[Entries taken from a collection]
==============================

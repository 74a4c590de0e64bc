use std::collections::HashSet;
use std::sync::{Arc, Mutex};

use async_trait::async_trait;

/// Record of message identifiers that completed ingestion.
///
/// Only an optimisation to skip repeat extraction calls; the proposal uniqueness
/// constraint in storage is what keeps ingestion idempotent.
#[async_trait]
pub trait DedupLedger: Send + Sync {
    async fn should_process(&self, message_id: &str) -> bool;
    async fn mark_processed(&self, message_id: &str);
}

/// Process-lifetime ledger. Grows without eviction and is lost on restart.
#[derive(Clone, Default)]
pub struct InMemoryLedger {
    seen: Arc<Mutex<HashSet<String>>>,
}

impl InMemoryLedger {
    pub fn new() -> Self {
        Self::default()
    }

    pub fn len(&self) -> usize {
        self.seen.lock().map(|seen| seen.len()).unwrap_or(0)
    }

    pub fn is_empty(&self) -> bool {
        self.len() == 0
    }
}

#[async_trait]
impl DedupLedger for InMemoryLedger {
    async fn should_process(&self, message_id: &str) -> bool {
        match self.seen.lock() {
            Ok(seen) => !seen.contains(message_id),
            // A poisoned ledger only costs a redundant extraction call.
            Err(_) => true,
        }
    }

    async fn mark_processed(&self, message_id: &str) {
        if let Ok(mut seen) = self.seen.lock() {
            seen.insert(message_id.to_string());
        }
    }
}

==============================

[Your assignment] Transcribe the data word for word.

[Result of this exercise]
repository 74a4c590de0e64bc
use std::collections::HashSet;
use std::sync::{Arc, Mutex};

use async_trait::async_trait;

/// Record of message identifiers that completed ingestion.
///
/// Only an optimisation to skip repeat extraction calls; the proposal uniqueness
/// constraint in storage is what keeps ingestion idempotent.
#[async_trait]
pub trait DedupLedger: Send + Sync {
    async fn should_process(&self, message_id: &str) -> bool;
    async fn mark_processed(&self, message_id: &str);
}

/// Process-lifetime ledger. Grows without eviction and is lost on restart.
#[derive(Clone, Default)]
pub struct InMemoryLedger {
    seen: Arc<Mutex<HashSet<String>>>,
}

impl InMemoryLedger {
    pub fn new() -> Self {
        Self::default()
    }

    pub fn len(&self) -> usize {
        self.seen.lock().map(|seen| seen.len()).unwrap_or(0)
    }

    pub fn is_empty(&self) -> bool {
        self.len() == 0
    }
}

#[async_trait]
impl DedupLedger for InMemoryLedger {
    async fn should_process(&self, message_id: &str) -> bool {
        match self.seen.lock() {
            Ok(seen) => !seen.contains(message_id),
            // A poisoned ledger only costs a redundant extraction call.
            Err(_) => true,
        }
    }

    async fn mark_processed(&self, message_id: &str) {
        if let Ok(mut seen) = self.seen.lock() {
            seen.insert(message_id.to_string());
        }
    }
}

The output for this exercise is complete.